The likely success of the first vaccine in a large, late-stage trial raised hopes that others, like those developed by Moderna Inc. and AstraZeneca Plc with the University of Oxford, will also work. Yet infectious disease researchers cautioned against getting too excited over the limited data that Pfizer has revealed.
Too Early
The companies’ statement “does not at all tell us about just what they’ve actually accomplished,” said Michael Osterholm, director of the Center for Infectious Disease Research and Policy at the University of Minnesota, during a radio interview Monday. “It’s really too early to put any definition to what this new vaccine research shows us.”
The headline number of 90% reduction in symptomatic cases says little about what kind of cases are being prevented. Detail on how well the vaccine works in the elderly and other vulnerable groups who most need protection is yet to come.
About half the trial participants are elderly, and it’s possible to project from the current results that the efficacy among older people should be above 80%, BioNTech Chief Executive Officer Ugur Sahin said. More analysis is needed to be sure, he said.
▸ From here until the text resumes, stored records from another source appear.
//! A test-only simulated network standing in for the injected transport
//! (spec §1(a), §6). Mirrors the `labrpc`-style tester network that drove
//! `original_source/src/raft/raft.go` — `connect`/`disconnect` simulate a
//! partition, calls route through a shared registry rather than sockets.
//! This is integration-test scaffolding only; it is not part of the
//! crate's public API.

use std::collections::HashMap;
use std::sync::mpsc::{channel, Receiver};
use std::sync::{Arc, Mutex};

use raft_core::{
    AppendEntriesArgs, AppendEntriesReply, ApplyMsg, Persister, Raft, RaftClient, RaftConfig,
    RequestVoteArgs, RequestVoteReply, RpcError,
};

pub struct MemoryPersister {
    blob: Mutex<Vec<u8>>,
}

impl MemoryPersister {
    pub fn new() -> Arc<Self> {
        Arc::new(MemoryPersister {
            blob: Mutex::new(Vec::new()),
        })
    }
}

impl Persister for MemoryPersister {
    fn save(&self, blob: Vec<u8>) {
        *self.blob.lock().unwrap() = blob;
    }
    fn read(&self) -> Vec<u8> {
        self.blob.lock().unwrap().clone()
    }
}

struct NetworkState {
    servers: HashMap<u64, Raft<String>>,
    connected: HashMap<(u64, u64), bool>,
}

/// A shared, mutable registry of live peers plus a connectivity matrix.
/// `NetworkClient` instances hold an `Arc<Network>` and a `(from, to)`
/// pair, looking the target peer up by id on every call so that peers can
/// be registered, killed, and restarted independently of the client
/// handles the rest of the cluster already holds.
pub struct Network {
    state: Mutex<NetworkState>,
}

impl Network {
    pub fn new() -> Arc<Self> {
        Arc::new(Network {
            state: Mutex::new(NetworkState {
                servers: HashMap::new(),
                connected: HashMap::new(),
            }),
        })
    }

    pub fn register(&self, id: u64, peer: Raft<String>) {
        self.state.lock().unwrap().servers.insert(id, peer);
    }

    pub fn client(self: &Arc<Self>, from: u64, to: u64) -> Arc<dyn RaftClient<String>> {
        Arc::new(NetworkClient {
            net: self.clone(),
            from,
            to,
        })
    }

    fn is_connected(&self, from: u64, to: u64) -> bool {
        self.state
            .lock()
            .unwrap()
            .connected
            .get(&(from, to))
            .copied()
            .unwrap_or(true)
    }

    /// Cuts `id` off from every other peer in both directions, simulating
    /// a network partition (spec §8 scenario 4).
    pub fn disconnect(&self, id: u64, peers: &[u64]) {
        let mut state = self.state.lock().unwrap();
        for &other in peers {
            state.connected.insert((id, other), false);
            state.connected.insert((other, id), false);
        }
    }

    pub fn connect(&self, id: u64, peers: &[u64]) {
        let mut state = self.state.lock().unwrap();
        for &other in peers {
            state.connected.insert((id, other), true);
            state.connected.insert((other, id), true);
        }
    }
}

struct NetworkClient {
    net: Arc<Network>,
    from: u64,
    to: u64,
}

impl RaftClient<String> for NetworkClient {
    fn request_vote(&self, args: RequestVoteArgs) -> Result<RequestVoteReply, RpcError> {
        if !self.net.is_connected(self.from, self.to) {
            return Err(RpcError::Disconnected);
        }
        let target = {
            let state = self.net.state.lock().unwrap();
            state.servers.get(&self.to).cloned()
        };
        match target {
            Some(peer) => Ok(peer.request_vote(args)),
            None => Err(RpcError::Disconnected),
        }
    }

    fn append_entries(&self, args: AppendEntriesArgs<String>) -> Result<AppendEntriesReply, RpcError> {
        if !self.net.is_connected(self.from, self.to) {
            return Err(RpcError::Disconnected);
        }
        let target = {
            let state = self.net.state.lock().unwrap();
            state.servers.get(&self.to).cloned()
        };
        match target {
            Some(peer) => Ok(peer.append_entries(args)),
            None => Err(RpcError::Disconnected),
        }
    }
}

/// A `n`-peer cluster wired through a shared `Network`, each peer backed
/// by its own `MemoryPersister` so it can be "crashed" (dropped) and
/// restarted from the same persisted blob (spec §8 scenario 5).
pub struct Cluster {
    pub network: Arc<Network>,
    pub persisters: Vec<Arc<MemoryPersister>>,
    pub peers: Vec<Raft<String>>,
    pub applied: Vec<Arc<Mutex<Vec<(u64, String)>>>>,
    ids: Vec<u64>,
}

impl Cluster {
    pub fn new(n: usize) -> Self {
        let network = Network::new();
        let ids: Vec<u64> = (0..n as u64).collect();
        let persisters: Vec<_> = (0..n).map(|_| MemoryPersister::new()).collect();
        let mut peers = Vec::new();
        let mut applied = Vec::new();

        for i in 0..n {
            let peer_clients: Vec<Arc<dyn RaftClient<String>>> =
                ids.iter().map(|&j| network.client(i as u64, j)).collect();
            let (tx, rx) = channel();
            let log: Arc<Mutex<Vec<(u64, String)>>> = Arc::new(Mutex::new(Vec::new()));
            spawn_collector(rx, log.clone());
            let raft = Raft::new(
                i as u64,
                peer_clients,
                persisters[i].clone(),
                Box::new(tx),
                RaftConfig::default(),
            );
            network.register(i as u64, raft.clone());
            peers.push(raft);
            applied.push(log);
        }

        Cluster {
            network,
            persisters,
            peers,
            applied,
            ids,
        }
    }

    pub fn leader(&self) -> Option<usize> {
        self.peers
            .iter()
            .enumerate()
            .find(|(_, p)| p.get_state().1)
            .map(|(i, _)| i)
    }

    pub fn kill(&self, id: usize) {
        self.peers[id].kill();
    }

    /// Restarts peer `id` from its persisted blob, reconnecting it to
    /// every other current peer.
    pub fn restart(&mut self, id: usize) {
        self.peers[id].kill();
        let peer_clients: Vec<Arc<dyn RaftClient<String>>> = self
            .ids
            .iter()
            .map(|&j| self.network.client(id as u64, j))
            .collect();
        let (tx, rx) = channel();
        let log: Arc<Mutex<Vec<(u64, String)>>> = Arc::new(Mutex::new(Vec::new()));
        spawn_collector(rx, log.clone());
        let raft = Raft::new(
            id as u64,
            peer_clients,
            self.persisters[id].clone(),
            Box::new(tx),
            RaftConfig::default(),
        );
        self.network.register(id as u64, raft.clone());
        self.peers[id] = raft;
        self.applied[id] = log;
    }

    pub fn disconnect(&self, id: usize) {
        let others: Vec<u64> = self.ids.iter().copied().filter(|&x| x != id as u64).collect();
        self.network.disconnect(id as u64, &others);
    }

    pub fn connect(&self, id: usize) {
        let others: Vec<u64> = self.ids.iter().copied().filter(|&x| x != id as u64).collect();
        self.network.connect(id as u64, &others);
    }
}

fn spawn_collector(rx: Receiver<ApplyMsg<String>>, log: Arc<Mutex<Vec<(u64, String)>>>) {
    std::thread::spawn(move || {
        while let Ok(msg) = rx.recv() {
            if msg.command_valid {
                if let Some(command) = msg.command {
                    log.lock().unwrap().push((msg.command_index, command));
                }
            }
        }
    });
}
A shot that prevents serious disease would be important for relieving pressure on overloaded hospitals and emergency rooms. The current data analysis doesn’t include any severe cases, but they’re expected to occur as the study continues, Pfizer Senior Vice President William Gruber said.
It still may be difficult to accrue the five severe cases that the US Food and Drug Administration has said it wants to see in vaccine trials, because the rate of serious infections has gone down as the pandemic progressed and treatment has improved, he said.
Pfizer expects to have accumulated two months of safety data for people in the trial by next week. If there are no unforeseen problems, the company could apply for an emergency use authorization in the US soon after that, potentially this month.
At that point, FDA’s internal reviewers will first pore over the safety, efficacy and manufacturing data. The agency also has promised a review by outside experts to increase public confidence in any vaccine authorized. A date for that hearing hasn’t been set yet.
If an emergency authorization is granted, a second committee of outside experts convened by the Centers for Disease Control and Prevention will quickly weigh in to decide who should get the vaccine first. Only then will distribution begin.
All this means that even if Pfizer’s data hold up, it may be late December or even early January before a vaccine becomes available. At that point there might be around 50 million doses worldwide, enough for 25 million people.
In an interview late last month, Richard Hatchett, chief executive officer of the Coalition for Epidemic Preparedness Innovations, said that if a vaccine crosses the line, there could be uncertainties about the durability of protection and how often people may need booster shots. The number of doses available would also probably be unclear. Global vaccine supplies might begin to catch up with demand at some point in 2022, he said.